JP2011007053A - Quality determining method for exhaust characteristic of vacuum device - Google Patents

Abstract

PROBLEM TO BE SOLVED: To provide a method for properly determining whether the condition of a vacuum pump and a vacuum tank is good or not.SOLUTION: In the quality determining method, a main vacuum pump 12 and a sub-vacuum pump 11 are connected to a vacuum tank 10, and the vacuum tank 10 is evacuated by operating the main vacuum pump 12 and the sub-vacuum pump 11, before vacuum treatment. A value of pressure within the range of the exhaust pressure of the main vacuum pump 12 and the sub-vacuum pump 11 is stored in a storage device 18 as a reference pressure. The reference exhaust velocity at the set reference pressure is obtained in advance, and a value smaller than the reference exhaust velocity is set as a threshold. When the vacuum treatment is performed, the main vacuum pump 12 and the sub-vacuum pump 11 are activated to evacuate the vacuum tank 10, the exhaust velocity at the reference pressure set in advance is obtained, and the obtained exhaust velocity is compared with the threshold. If the obtained exhaust velocity is equal to or higher than the threshold, the condition of the vacuum tank 10 including the main vacuum pump 12 and the sub-vacuum pump 11 is determined to be good, and if the obtained exhaust velocity is lower than the threshold, the condition of the vacuum tank 10 including the main vacuum pump 12 and the sub-vacuum pump 11 is determined to be not good.

Description

  The present invention relates to a technique for collecting pressure values of a vacuum apparatus in time series, calculating a time differential value (corresponding to an exhaust speed) of each pressure value, and diagnosing the exhaust characteristics of the apparatus.

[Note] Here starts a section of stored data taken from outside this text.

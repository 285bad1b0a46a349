//! Read cursor over a marshalled frame.

use super::UnmarshalError;
use crate::type_system::Endianness;

/// A wrapper over `&[u8]` that keeps track of the position relative to the
/// start of the frame.
///
/// The slice must begin at the start of the marshalled frame (or on an
/// 8-byte boundary of it): alignment is computed from that origin, never
/// from whatever framing the transport delivered.
#[derive(Copy, Clone, Debug)]
pub struct Decoder<'a> {
    data: &'a [u8],
    pos: usize,
    endianness: Endianness,
}

impl<'a> Decoder<'a> {
    pub fn new(data: &'a [u8], endianness: Endianness) -> Self {
        Self {
            data,
            pos: 0,
            endianness,
        }
    }

    pub fn endianness(&self) -> Endianness {
        self.endianness
    }

    /// Position of the reader, from the start of the frame.
    pub fn position(&self) -> usize {
        self.pos
    }

    pub fn remaining(&self) -> usize {
        self.data.len() - self.pos
    }

    /// Skip over padding until at an n-byte boundary.
    ///
    /// The padding must consist of null bytes.
    pub fn advance_to_boundary(&mut self, boundary: usize) -> Result<(), UnmarshalError> {
        debug_assert!(
            [1, 2, 4, 8].contains(&boundary),
            "alignment is always 1, 2, 4 or 8"
        );

        while self.pos % boundary != 0 {
            let byte = *self.data.get(self.pos).ok_or(UnmarshalError::EarlyEof)?;
            if byte != 0 {
                return Err(UnmarshalError::InvalidPadding);
            }
            self.pos += 1;
        }

        Ok(())
    }

    /// A view of the next `len` bytes, consuming them.
    pub fn take(&mut self, len: usize) -> Result<&'a [u8], UnmarshalError> {
        let end = self.pos.checked_add(len).ok_or(UnmarshalError::EarlyEof)?;
        let slice = self
            .data
            .get(self.pos..end)
            .ok_or(UnmarshalError::EarlyEof)?;
        self.pos = end;
        Ok(slice)
    }

    pub fn read_u8(&mut self) -> Result<u8, UnmarshalError> {
        Ok(self.take(1)?[0])
    }

    pub fn read_u16(&mut self) -> Result<u16, UnmarshalError> {
        let mut bytes = [0u8; 2];
        bytes.copy_from_slice(self.take(2)?);
        Ok(match self.endianness {
            Endianness::BigEndian => u16::from_be_bytes(bytes),
            Endianness::LittleEndian => u16::from_le_bytes(bytes),
        })
    }

    pub fn read_u32(&mut self) -> Result<u32, UnmarshalError> {
        let mut bytes = [0u8; 4];
        bytes.copy_from_slice(self.take(4)?);
        Ok(match self.endianness {
            Endianness::BigEndian => u32::from_be_bytes(bytes),
            Endianness::LittleEndian => u32::from_le_bytes(bytes),
        })
    }

    pub fn read_u64(&mut self) -> Result<u64, UnmarshalError> {
        let mut bytes = [0u8; 8];
        bytes.copy_from_slice(self.take(8)?);
        Ok(match self.endianness {
            Endianness::BigEndian => u64::from_be_bytes(bytes),
            Endianness::LittleEndian => u64::from_le_bytes(bytes),
        })
    }

    pub fn read_i16(&mut self) -> Result<i16, UnmarshalError> {
        Ok(self.read_u16()? as i16)
    }

    pub fn read_i32(&mut self) -> Result<i32, UnmarshalError> {
        Ok(self.read_u32()? as i32)
    }

    pub fn read_i64(&mut self) -> Result<i64, UnmarshalError> {
        Ok(self.read_u64()? as i64)
    }

    /// The IEEE-754 bit pattern moves as a u64.
    pub fn read_f64(&mut self) -> Result<f64, UnmarshalError> {
        Ok(f64::from_bits(self.read_u64()?))
    }
}
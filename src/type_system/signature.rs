//! Type signatures.
//!
//! A signature is a string over the type-code alphabet describing a
//! sequence of values. Each element of that sequence is a "single complete
//! type": one of the basic codes, `v`, `a` followed by the element type,
//! a parenthesized struct, or `a{..}` for an array of dict entries.

pub mod signature_trait;

pub use signature_trait::Signature;

/// A signature may not be longer than 255 bytes.
pub const MAX_SIGNATURE_LENGTH: usize = 255;

/// Arrays may not be nested deeper than 32 levels.
pub const MAX_ARRAY_DEPTH: usize = 32;

/// Structs (and dict entries) may not be nested deeper than 32 levels.
pub const MAX_STRUCT_DEPTH: usize = 32;

lazy_static::lazy_static! {
    /// Element type of the header-fields array: a struct of a byte (the
    /// field code) and a variant (the field value).
    pub static ref HEADER_FIELD_SIGNATURE: SingleCompleteTypeSignature =
        SingleCompleteTypeSignature::DBusStruct {
            fields: vec![
                SingleCompleteTypeSignature::DBusByte,
                SingleCompleteTypeSignature::DBusVariant,
            ],
        };
}

/// Signature for a "Single Complete Type".
#[derive(Debug, Clone, Eq, PartialEq, Hash)]
pub enum SingleCompleteTypeSignature {
    DBusByte,
    DBusBoolean,
    DBusInt16,
    DBusUint16,
    DBusInt32,
    DBusUint32,
    DBusInt64,
    DBusUint64,
    DBusDouble,
    DBusString,
    DBusObjectPath,
    DBusSignature,
    DBusUnixFileDescriptor,
    DBusVariant,
    DBusArray(Box<SingleCompleteTypeSignature>),
    DBusStruct {
        /// May not be empty.
        fields: Vec<SingleCompleteTypeSignature>,
    },
    DBusDictEntry {
        /// Must be a basic type, not a container type.
        key: Box<SingleCompleteTypeSignature>,
        value: Box<SingleCompleteTypeSignature>,
    },
}

#[derive(thiserror::Error, Debug, Clone, Eq, PartialEq)]
pub enum SignatureError {
    #[error("signature ended in the middle of a type")]
    UnexpectedEnd,

    #[error("unmatched parenthesis")]
    UnmatchedParenthesis,

    #[error("unmatched brace")]
    UnmatchedBrace,

    #[error("invalid type character: {0:?}")]
    InvalidTypeChar(char),

    #[error("extra characters after a single complete type")]
    ExtraCharacters,

    #[error("signature longer than {} bytes", MAX_SIGNATURE_LENGTH)]
    TooLong,

    #[error("container nesting deeper than {} levels", MAX_ARRAY_DEPTH)]
    TooDeep,

    #[error("empty struct")]
    EmptyStruct,

    #[error("dict entry key must be a basic type")]
    InvalidDictKey,
}

impl SingleCompleteTypeSignature {
    /// The leading type code.
    pub fn code(&self) -> u8 {
        match self {
            Self::DBusByte => b'y',
            Self::DBusBoolean => b'b',
            Self::DBusInt16 => b'n',
            Self::DBusUint16 => b'q',
            Self::DBusInt32 => b'i',
            Self::DBusUint32 => b'u',
            Self::DBusInt64 => b'x',
            Self::DBusUint64 => b't',
            Self::DBusDouble => b'd',
            Self::DBusString => b's',
            Self::DBusObjectPath => b'o',
            Self::DBusSignature => b'g',
            Self::DBusUnixFileDescriptor => b'h',
            Self::DBusVariant => b'v',
            Self::DBusArray(_) => b'a',
            Self::DBusStruct { .. } => b'(',
            Self::DBusDictEntry { .. } => b'{',
        }
    }

    /// Boundary this type is aligned to when marshalled.
    ///
    /// For arrays this is the boundary of the length prefix; the elements
    /// have their own alignment.
    pub fn marshalling_boundary(&self) -> usize {
        match self {
            Self::DBusByte => 1,
            Self::DBusBoolean => 4,
            Self::DBusInt16 => 2,
            Self::DBusUint16 => 2,
            Self::DBusInt32 => 4,
            Self::DBusUint32 => 4,
            Self::DBusInt64 => 8,
            Self::DBusUint64 => 8,
            Self::DBusDouble => 8,
            Self::DBusString => 4,
            Self::DBusObjectPath => 4,
            Self::DBusSignature => 1,
            Self::DBusUnixFileDescriptor => 4,
            Self::DBusVariant => 1,
            Self::DBusArray(_) => 4,
            Self::DBusStruct { .. } => 8,
            Self::DBusDictEntry { .. } => 8,
        }
    }

    /// Whether this is a basic (non-container) type.
    ///
    /// Only basic types may be dict entry keys.
    pub fn is_basic(&self) -> bool {
        !matches!(
            self,
            Self::DBusVariant
                | Self::DBusArray(_)
                | Self::DBusStruct { .. }
                | Self::DBusDictEntry { .. }
        )
    }

    /// The signature as ASCII bytes.
    pub fn serialize(&self) -> Vec<u8> {
        let mut out = Vec::new();
        self.serialize_into(&mut out);
        out
    }

    fn serialize_into(&self, out: &mut Vec<u8>) {
        match self {
            Self::DBusArray(element) => {
                out.push(b'a');
                element.serialize_into(out);
            }
            Self::DBusStruct { fields } => {
                out.push(b'(');
                for field in fields {
                    field.serialize_into(out);
                }
                out.push(b')');
            }
            Self::DBusDictEntry { key, value } => {
                out.push(b'{');
                key.serialize_into(out);
                value.serialize_into(out);
                out.push(b'}');
            }
            basic => out.push(basic.code()),
        }
    }
}

/// Render a sequence of single complete types back into a signature string.
pub fn serialize_signature(signature: &[SingleCompleteTypeSignature]) -> String {
    let mut out = Vec::new();
    for single in signature {
        single.serialize_into(&mut out);
    }
    // The alphabet is ASCII.
    String::from_utf8(out).expect("signature is ASCII")
}

/// Parse a signature string into its sequence of single complete types.
pub fn parse_signature(
    input: &str,
) -> Result<Vec<SingleCompleteTypeSignature>, SignatureError> {
    if input.len() > MAX_SIGNATURE_LENGTH {
        return Err(SignatureError::TooLong);
    }

    let mut parser = Parser {
        bytes: input.as_bytes(),
        pos: 0,
    };

    let mut out = Vec::new();
    while parser.peek().is_some() {
        out.push(parser.parse_single(0, 0)?);
    }

    Ok(out)
}

/// Parse a signature that must contain exactly one single complete type,
/// as found inside a variant.
pub fn parse_single_signature(
    input: &str,
) -> Result<SingleCompleteTypeSignature, SignatureError> {
    if input.len() > MAX_SIGNATURE_LENGTH {
        return Err(SignatureError::TooLong);
    }

    let mut parser = Parser {
        bytes: input.as_bytes(),
        pos: 0,
    };

    let single = parser.parse_single(0, 0)?;

    if parser.peek().is_some() {
        return Err(SignatureError::ExtraCharacters);
    }

    Ok(single)
}

/// Character-by-character recursive descent over the signature alphabet,
/// tracking array and struct nesting.
struct Parser<'a> {
    bytes: &'a [u8],
    pos: usize,
}

impl<'a> Parser<'a> {
    fn peek(&self) -> Option<u8> {
        self.bytes.get(self.pos).copied()
    }

    fn next(&mut self) -> Result<u8, SignatureError> {
        let byte = self.peek().ok_or(SignatureError::UnexpectedEnd)?;
        self.pos += 1;
        Ok(byte)
    }

    fn parse_single(
        &mut self,
        array_depth: usize,
        struct_depth: usize,
    ) -> Result<SingleCompleteTypeSignature, SignatureError> {
        match self.next()? {
            b'y' => Ok(SingleCompleteTypeSignature::DBusByte),
            b'b' => Ok(SingleCompleteTypeSignature::DBusBoolean),
            b'n' => Ok(SingleCompleteTypeSignature::DBusInt16),
            b'q' => Ok(SingleCompleteTypeSignature::DBusUint16),
            b'i' => Ok(SingleCompleteTypeSignature::DBusInt32),
            b'u' => Ok(SingleCompleteTypeSignature::DBusUint32),
            b'x' => Ok(SingleCompleteTypeSignature::DBusInt64),
            b't' => Ok(SingleCompleteTypeSignature::DBusUint64),
            b'd' => Ok(SingleCompleteTypeSignature::DBusDouble),
            b's' => Ok(SingleCompleteTypeSignature::DBusString),
            b'o' => Ok(SingleCompleteTypeSignature::DBusObjectPath),
            b'g' => Ok(SingleCompleteTypeSignature::DBusSignature),
            b'h' => Ok(SingleCompleteTypeSignature::DBusUnixFileDescriptor),
            b'v' => Ok(SingleCompleteTypeSignature::DBusVariant),
            b'a' => {
                if array_depth + 1 > MAX_ARRAY_DEPTH {
                    return Err(SignatureError::TooDeep);
                }

                if self.peek() == Some(b'{') {
                    self.pos += 1;
                    self.parse_dict_entry(array_depth + 1, struct_depth)
                } else {
                    let element = self.parse_single(array_depth + 1, struct_depth)?;
                    Ok(SingleCompleteTypeSignature::DBusArray(Box::new(element)))
                }
            }
            b'(' => {
                if struct_depth + 1 > MAX_STRUCT_DEPTH {
                    return Err(SignatureError::TooDeep);
                }

                let mut fields = Vec::new();
                loop {
                    match self.peek() {
                        Some(b')') => {
                            self.pos += 1;
                            break;
                        }
                        Some(_) => {
                            fields.push(self.parse_single(array_depth, struct_depth + 1)?)
                        }
                        None => return Err(SignatureError::UnexpectedEnd),
                    }
                }

                if fields.is_empty() {
                    return Err(SignatureError::EmptyStruct);
                }

                Ok(SingleCompleteTypeSignature::DBusStruct { fields })
            }
            b')' => Err(SignatureError::UnmatchedParenthesis),
            // A dict entry is only legal directly under an array, where it
            // is consumed as part of the `a{` prefix above.
            b'{' | b'}' => Err(SignatureError::UnmatchedBrace),
            other => Err(SignatureError::InvalidTypeChar(other as char)),
        }
    }

    /// The `a{` prefix has been consumed; parse `basic type '}'`.
    fn parse_dict_entry(
        &mut self,
        array_depth: usize,
        struct_depth: usize,
    ) -> Result<SingleCompleteTypeSignature, SignatureError> {
        // Dict entries count towards the struct nesting limit.
        if struct_depth + 1 > MAX_STRUCT_DEPTH {
            return Err(SignatureError::TooDeep);
        }

        let key = self.parse_single(array_depth, struct_depth + 1)?;
        if !key.is_basic() {
            return Err(SignatureError::InvalidDictKey);
        }

        let value = self.parse_single(array_depth, struct_depth + 1)?;

        match self.next()? {
            b'}' => {}
            _ => return Err(SignatureError::UnmatchedBrace),
        }

        Ok(SingleCompleteTypeSignature::DBusArray(Box::new(
            SingleCompleteTypeSignature::DBusDictEntry {
                key: Box::new(key),
                value: Box::new(value),
            },
        )))
    }
}
impl Message {
    fn new(message_type: MessageType, header_fields: Vec<HeaderField>, body: Body) -> Self {
        Self {
            endianness: Endianness::native(),
            message_type,
            flag_no_reply_expected: false,
            flag_no_auto_start: false,
            flag_allow_interactive_authorization: false,
            serial: None,
            header_fields,
            body,
        }
    }

    /// A METHOD_CALL for `member` on the object at `path`.
    pub fn method_call(
        destination: Option<&str>,
        path: &str,
        interface: Option<&str>,
        member: &str,
        body: Body,
    ) -> crate::Result<Self> {
        let mut header_fields = vec![
            HeaderField::Path(DBusObjectPath::new(path)?),
            HeaderField::Member(DBusString::new(validate_member_name(member)?)?),
        ];

        if let Some(interface) = interface {
            header_fields.push(HeaderField::Interface(DBusString::new(
                validate_interface_name(interface)?,
            )?));
        }

        if let Some(destination) = destination {
            header_fields.push(HeaderField::Destination(DBusString::new(
                validate_bus_name(destination)?,
            )?));
        }

        Ok(Self::new(MessageType::MethodCall, header_fields, body))
    }

    /// A METHOD_RETURN answering the message with serial `reply_serial`.
    pub fn method_return(
        reply_serial: NonZeroU32,
        destination: Option<&str>,
        body: Body,
    ) -> crate::Result<Self> {
        let mut header_fields = vec![HeaderField::ReplySerial(DBusUint32 {
            u32: reply_serial.get(),
        })];

        if let Some(destination) = destination {
            header_fields.push(HeaderField::Destination(DBusString::new(
                validate_bus_name(destination)?,
            )?));
        }

        Ok(Self::new(MessageType::MethodReturn, header_fields, body))
    }

    /// An ERROR answering the message with serial `reply_serial`.
    pub fn error(
        error_name: &str,
        reply_serial: NonZeroU32,
        destination: Option<&str>,
        body: Body,
    ) -> crate::Result<Self> {
        let mut header_fields = vec![
            HeaderField::ErrorName(DBusString::new(validate_error_name(error_name)?)?),
            HeaderField::ReplySerial(DBusUint32 {
                u32: reply_serial.get(),
            }),
        ];

        if let Some(destination) = destination {
            header_fields.push(HeaderField::Destination(DBusString::new(
                validate_bus_name(destination)?,
            )?));
        }

        Ok(Self::new(MessageType::Error, header_fields, body))
    }

    /// A SIGNAL emitted from `path` as `interface`.`member`.
    pub fn signal(path: &str, interface: &str, member: &str, body: Body) -> crate::Result<Self> {
        let header_fields = vec![
            HeaderField::Path(DBusObjectPath::new(path)?),
            HeaderField::Interface(DBusString::new(validate_interface_name(interface)?)?),
            HeaderField::Member(DBusString::new(validate_member_name(member)?)?),
        ];

        Ok(Self::new(MessageType::Signal, header_fields, body))
    }

    pub fn path(&self) -> Option<&str> {
        self.header_fields.iter().find_map(|field| match field {
            HeaderField::Path(inner) => Some(inner.as_str()),
            _ => None,
        })
    }

    pub fn interface(&self) -> Option<&str> {
        self.header_fields.iter().find_map(|field| match field {
            HeaderField::Interface(inner) => Some(inner.string.as_str()),
            _ => None,
        })
    }

    pub fn member(&self) -> Option<&str> {
        self.header_fields.iter().find_map(|field| match field {
            HeaderField::Member(inner) => Some(inner.string.as_str()),
            _ => None,
        })
    }

    pub fn error_name(&self) -> Option<&str> {
        self.header_fields.iter().find_map(|field| match field {
            HeaderField::ErrorName(inner) => Some(inner.string.as_str()),
            _ => None,
        })
    }

    /// The serial of the message this one replies to.
    pub fn reply_serial(&self) -> Option<u32> {
        self.header_fields.iter().find_map(|field| match field {
            HeaderField::ReplySerial(inner) => Some(inner.u32),
            _ => None,
        })
    }

    pub fn destination(&self) -> Option<&str> {
        self.header_fields.iter().find_map(|field| match field {
            HeaderField::Destination(inner) => Some(inner.string.as_str()),
            _ => None,
        })
    }

    pub fn sender(&self) -> Option<&str> {
        self.header_fields.iter().find_map(|field| match field {
            HeaderField::Sender(inner) => Some(inner.string.as_str()),
            _ => None,
        })
    }

    pub fn unix_fds(&self) -> Option<u32> {
        self.header_fields.iter().find_map(|field| match field {
            HeaderField::UnixFds(inner) => Some(inner.u32),
            _ => None,
        })
    }

    /// Marshal the complete frame.
    pub fn marshal(&self) -> crate::Result<Vec<u8>> {
        let serial = self.serial.ok_or(crate::Error::MissingSerial)?;
        let endianness = self.endianness;

        let marshalled_body = self.body.marshal(endianness)?;

        let mut encoder = Encoder::default();

        // 1st byte: endianness marker.
        encoder.buf.push(endianness.ascii_code());

        // 2nd byte: message type.
        encoder.buf.push(self.message_type.decimal_value());

        // 3rd byte: bitwise OR of the flags.
        let mut flags = 0;
        if self.flag_no_reply_expected {
            flags |= header::FLAG_NO_REPLY_EXPECTED;
        }
        if self.flag_no_auto_start {
            flags |= header::FLAG_NO_AUTO_START;
        }
        if self.flag_allow_interactive_authorization {
            flags |= header::FLAG_ALLOW_INTERACTIVE_AUTHORIZATION;
        }
        encoder.buf.push(flags);

        // 4th byte: major protocol version.
        encoder.buf.push(crate::MAJOR_PROTOCOL_VERSION);

        // 5th to 8th byte: length in bytes of the message body.
        encoder.push_u32(u32::try_from(marshalled_body.len())?, endianness);

        // 9th to 12th byte: serial.
        encoder.push_u32(serial.get(), endianness);

        // Header fields, as an array of struct (byte, variant). The
        // SIGNATURE field is derived from the body and omitted when the
        // body is empty.
        let mut header_fields: Vec<HeaderField> = self
            .header_fields
            .iter()
            .filter(|field| !matches!(field, HeaderField::Signature(_)))
            .cloned()
            .collect();

        if !self.body.is_empty() {
            header_fields.push(HeaderField::Signature(DBusSignature {
                vec: self.body.signature(),
            }));
        }

        encoder.marshal(&prepare_header_fields(header_fields), endianness)?;

        // The body begins on an 8-byte boundary.
        encoder.align(8);

        let mut frame = encoder.finish();
        frame.extend(marshalled_body);
        Ok(frame)
    }

    /// Parse one complete frame from the front of `buf`.
    ///
    /// Returns the message and the number of bytes it occupied. If `buf`
    /// does not yet hold the whole frame this fails with
    /// [UnmarshalError::TruncatedHeaderFields] or
    /// [UnmarshalError::TruncatedBody] without consuming anything; the
    /// caller retries once more bytes have arrived.
    pub fn unmarshal(buf: &[u8]) -> Result<(Self, usize), UnmarshalError> {
        let fixed = FixedHeader::unmarshal(buf)?;

        if buf.len() < fixed.header_length() {
            return Err(UnmarshalError::TruncatedHeaderFields);
        }
        if buf.len() < fixed.frame_length() {
            return Err(UnmarshalError::TruncatedBody);
        }

        let frame = &buf[..fixed.frame_length()];
        let mut decoder = Decoder::new(frame, fixed.endianness);

        // The fixed part is already parsed; position the reader on the
        // header-fields array, whose length word sits at offset 12.
        decoder.take(12).map_err(|_| UnmarshalError::InvalidHeader)?;

        let fields_array = DBusArray::unmarshal(&mut decoder, &HEADER_FIELD_SIGNATURE)
            .map_err(promote_eof_to_invalid_header)?;

        let mut header_fields = Vec::new();
        let mut signature: Option<DBusSignature> = None;

        for entry in fields_array.items {
            let (code, variant) = match entry {
                Type::Container(ContainerType::DBusStruct(DBusStruct { fields })) => {
                    let mut fields = fields.into_iter();
                    match (fields.next(), fields.next(), fields.next()) {
                        (
                            Some(Type::Basic(BasicType::DBusByte(code))),
                            Some(Type::Container(ContainerType::DBusVariant(variant))),
                            None,
                        ) => (code.u8, variant),
                        _ => return Err(UnmarshalError::InvalidHeader),
                    }
                }
                _ => return Err(UnmarshalError::InvalidHeader),
            };

            match HeaderField::from_code_and_variant(code, variant)? {
                Some(HeaderField::Signature(inner)) => signature = Some(inner),
                Some(field) => header_fields.push(field),
                // Unknown field code: tolerated and dropped.
                None => {}
            }
        }

        decoder
            .advance_to_boundary(8)
            .map_err(promote_eof_to_invalid_header)?;
        if decoder.position() != fixed.header_length() {
            return Err(UnmarshalError::InvalidHeader);
        }

        // The body is described by the SIGNATURE field. For an empty body
        // the field may be absent or present as the empty signature.
        let body_signature = signature.map(|inner| inner.vec).unwrap_or_default();
        if fixed.body_length == 0 && !body_signature.is_empty() {
            return Err(UnmarshalError::BodyLengthMismatch);
        }
        if fixed.body_length > 0 && body_signature.is_empty() {
            return Err(UnmarshalError::InvalidHeader);
        }

        let body = match Body::unmarshal(&mut decoder, &body_signature) {
            Ok(body) => body,
            // The frame is complete, so running out of bytes means the
            // declared body length was too short for its signature.
            Err(UnmarshalError::EarlyEof) => return Err(UnmarshalError::BodyLengthMismatch),
            Err(error) => return Err(error),
        };
        if decoder.position() != fixed.frame_length() {
            return Err(UnmarshalError::BodyLengthMismatch);
        }

        let serial = NonZeroU32::new(fixed.serial).ok_or(UnmarshalError::InvalidHeader)?;

        let message = Message {
            endianness: fixed.endianness,
            message_type: fixed.message_type,
            flag_no_reply_expected: fixed.flag_no_reply_expected,
            flag_no_auto_start: fixed.flag_no_auto_start,
            flag_allow_interactive_authorization: fixed.flag_allow_interactive_authorization,
            serial: Some(serial),
            header_fields,
            body,
        };

        Ok((message, fixed.frame_length()))
    }
}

Diagnosis of the exhaust of the apparatus has been made based on whether or not a predetermined pressure is reached within a predetermined time. As for maintenance, maintenance has been performed based on the usage time or the number of processed products.
In the following technology, the quality of the entire vacuum processing apparatus is judged from the exhaust speed relative to the exhaust time of the vacuum pump.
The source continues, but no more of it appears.